EJDB2

Embeddable JSON database engine

Highlights

JQL

EJDB2 query language (JQL) syntax inspired by ideas behind XPath and Unix shell pipes. It designed for easy querying and updating sets of JSON documents.

JSON documents are stored in collections. Collection also contains a set of Indexes for document querying.

JQL

Get up to ten documents from family collection

@family/* | limit 10
{
  "firstName": "John",
  "lastName": "Doe",
  "age": 28,
  "pets": [
    { "name": "Rexy rex", "kind": "dog", "likes": ["bones", "jumping", "toys"] },
    { "name": "Grenny", "kind": "parrot", "likes": ["green color", "night", "toys"] }
  ]
}

Gets documents from family collection where pets array object has likes array having non null object at index 1

@family/pets/*/likes/1
{
  "firstName": "John",
  "lastName": "Doe",
  "age": 28,
  "pets": [
    { "name": "Rexy rex", "kind": "dog", "likes": ["bones", "jumping", "toys"] },
    { "name": "Grenny", "kind": "parrot", "likes": ["green color", "night", "toys"] }
  ]
}

Get all documents where owner age greater than 20 and have some pet who like bones or toys.

@family/[age > 20] and /pets/*/likes/[** in ["bones", "toys"]]

Here ** denotes some element in likes array.

Typical use cases of EJDB2

Native applications comparable with C ABI

  • Games

  • Mobile applications

  • Self-contained single binary applications

  • Network accessible applications over HTTP protocol (REST API and Websockets)

Requirements and limitations

  • Requires Memory Management Unit (MMU) hardware and relevant virtual memory support by OS (mmap)

  • Linux, MacOS, FreeBSD, Win32 support

  • No network support on Windows since async IO layer is not ported to Windows IOCP

  • File size limit 0x7fffffff80 bytes ~512Gb

  • Size of single JSON document is limited to ~255Mb

EJDB2 Internals

  • Data file is memory mapped (mmap) into the address space of process

  • Data blocks allocation/deallocation is managed by bitmap index

  • Data block granularity is 128 bytes

  • Persistent index is based on Skiplist data structure

  • Data file contains multiple skiplist indexes (sub-databases).

  • Concurrent access to every persistent index is managed by RW lock (single writer, multiple readers) per collection.

  • Consistency, durability, online backups provided by WAL

Skiplist used as main index structure

skiplist1
  • O(log(n)) cost of search and insert

  • O(n) worst case (practcally imposible)

  • O(log(n)) Levels

Making Skiplist persistent

Naive approach

  • Nodes are randomly spreaded across as data file what’s not good is we have a High cost of random data access.
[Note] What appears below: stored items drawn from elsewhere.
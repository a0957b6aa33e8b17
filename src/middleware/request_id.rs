use actix_web::{
    dev::{forward_ready, Service, ServiceRequest, ServiceResponse, Transform},
    http::header::{HeaderName, HeaderValue},
    Error, HttpMessage,
};
use futures_util::future::LocalBoxFuture;
use std::future::{ready, Ready};
use uuid::Uuid;

pub const REQUEST_ID_HEADER: &str = "x-request-id";

/// Request identifier stored in request extensions
#[derive(Debug, Clone, PartialEq, Eq)]
pub struct RequestIdentifier(pub String);

/// Middleware that tags every request with an ID and echoes it back
pub struct RequestId;

impl<S, B> Transform<S, ServiceRequest> for RequestId
where
    S: Service<ServiceRequest, Response = ServiceResponse<B>, Error = Error>,
    S::Future: 'static,
    B: 'static,
{
    type Response = ServiceResponse<B>;
    type Error = Error;
    type InitError = ();
    type Transform = RequestIdMiddleware<S>;
    type Future = Ready<Result<Self::Transform, Self::InitError>>;

    fn new_transform(&self, service: S) -> Self::Future {
        ready(Ok(RequestIdMiddleware { service }))
    }
}

pub struct RequestIdMiddleware<S> {
    service: S,
}

impl<S, B> Service<ServiceRequest> for RequestIdMiddleware<S>
where
    S: Service<ServiceRequest, Response = ServiceResponse<B>, Error = Error>,
    S::Future: 'static,
    B: 'static,
{
    type Response = ServiceResponse<B>;
    type Error = Error;
    type Future = LocalBoxFuture<'static, Result<Self::Response, Self::Error>>;

    forward_ready!(service);

    fn call(&self, req: ServiceRequest) -> Self::Future {
        // Caller-supplied ID wins so dashboard logs can be correlated
        let request_id = req
            .headers()
            .get(REQUEST_ID_HEADER)
            .and_then(|h| h.to_str().ok())
            .filter(|s| !s.is_empty())
            .map(|s| s.to_string())
            .unwrap_or_else(|| Uuid::new_v4().to_string());

        req.extensions_mut()
            .insert(RequestIdentifier(request_id.clone()));

        let fut = self.service.call(req);

        Box::pin(async move {
            let mut res = fut.await?;

            if let Ok(value) = HeaderValue::from_str(&request_id) {
                res.headers_mut()
                    .insert(HeaderName::from_static(REQUEST_ID_HEADER), value);
            }

            tracing::debug!(
                request_id = %request_id,
                status = %res.status(),
                "Request completed"
            );

            Ok(res)
        })
    }
}
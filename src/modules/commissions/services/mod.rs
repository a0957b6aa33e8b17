pub mod cap_year;
pub mod fan_out;
pub mod summary;
pub mod waterfall;

pub use cap_year::CapYear;
pub use fan_out::{group_by_user, resolve_agent_name, UNKNOWN_AGENT};
pub use summary::{summarize_agents, summarize_cap_year};
pub use waterfall::{CommissionCalculator, WaterfallState};
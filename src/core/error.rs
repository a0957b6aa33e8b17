use actix_web::{error::ResponseError, http::StatusCode, HttpResponse};

/// Application-wide Result type
pub type Result<T> = std::result::Result<T, AppError>;

/// Main application error type
///
/// The commission engine itself never fails; these variants cover the
/// request, validation and configuration layers around it.
#[derive(thiserror::Error, Debug)]
pub enum AppError {
    /// Validation errors for business rules
    #[error("Validation error: {0}")]
    Validation(String),

    /// Configuration errors
    #[error("Configuration error: {0}")]
    Configuration(String),
}

impl ResponseError for AppError {
    fn error_response(&self) -> HttpResponse {
        let status_code = self.status_code();
        let error_message = self.to_string();

        HttpResponse::build(status_code).json(serde_json::json!({
            "error": {
                "message": error_message,
                "code": status_code.as_u16(),
            }
        }))
    }

    fn status_code(&self) -> StatusCode {
        match self {
            AppError::Validation(_) => StatusCode::BAD_REQUEST,
            AppError::Configuration(_) => StatusCode::INTERNAL_SERVER_ERROR,
        }
    }
}

// Helper functions for common error scenarios
impl AppError {
    pub fn validation(msg: impl Into<String>) -> Self {
        AppError::Validation(msg.into())
    }

    pub fn configuration(msg: impl Into<String>) -> Self {
        AppError::Configuration(msg.into())
    }
}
  • Poor data locality when accessing keys. Many page faults.

  • Huge storage overhead on pointers

Skiplist optimizations

skiplist2

Actual KV storage layout

A key-value storage

skiplist3
  • Keys kept together with values!

  • This approach provides good data locality for up to 32 adjusted key-values pairs for every skiplist node.

  • Data file may contains up to ~10K independent skiplist indexes (KV storages)

EJDB2 WAL

Write ahead log (WAL) used to provide database data fault tolerance in the case of system/hardware failures. WAL recovery logs used in automatic recovery procedure get the most actual and consistent database state before a crash.

Also WAL is used to provide online backups feature and network data replication*

*Implementation pending

EJDB2 WAL

Savepoint

Flushing of WAL file to filesystem at consistent database state.
In the case of failure it can be rolled forward to restore database state
to the latest savepoint time stamp.

Checkpoint

All pending changes persisted in WAL are applied to the database file.
WAL file data truncated to zero following by savepoint `fsync`.
All durty pages flushed to disk.
wal1
wal2

How JSON documents are stored?

  • Documents a represented as binary blobs in compact BINN format

  • Every document associated with unique primary key number (int64 serial value)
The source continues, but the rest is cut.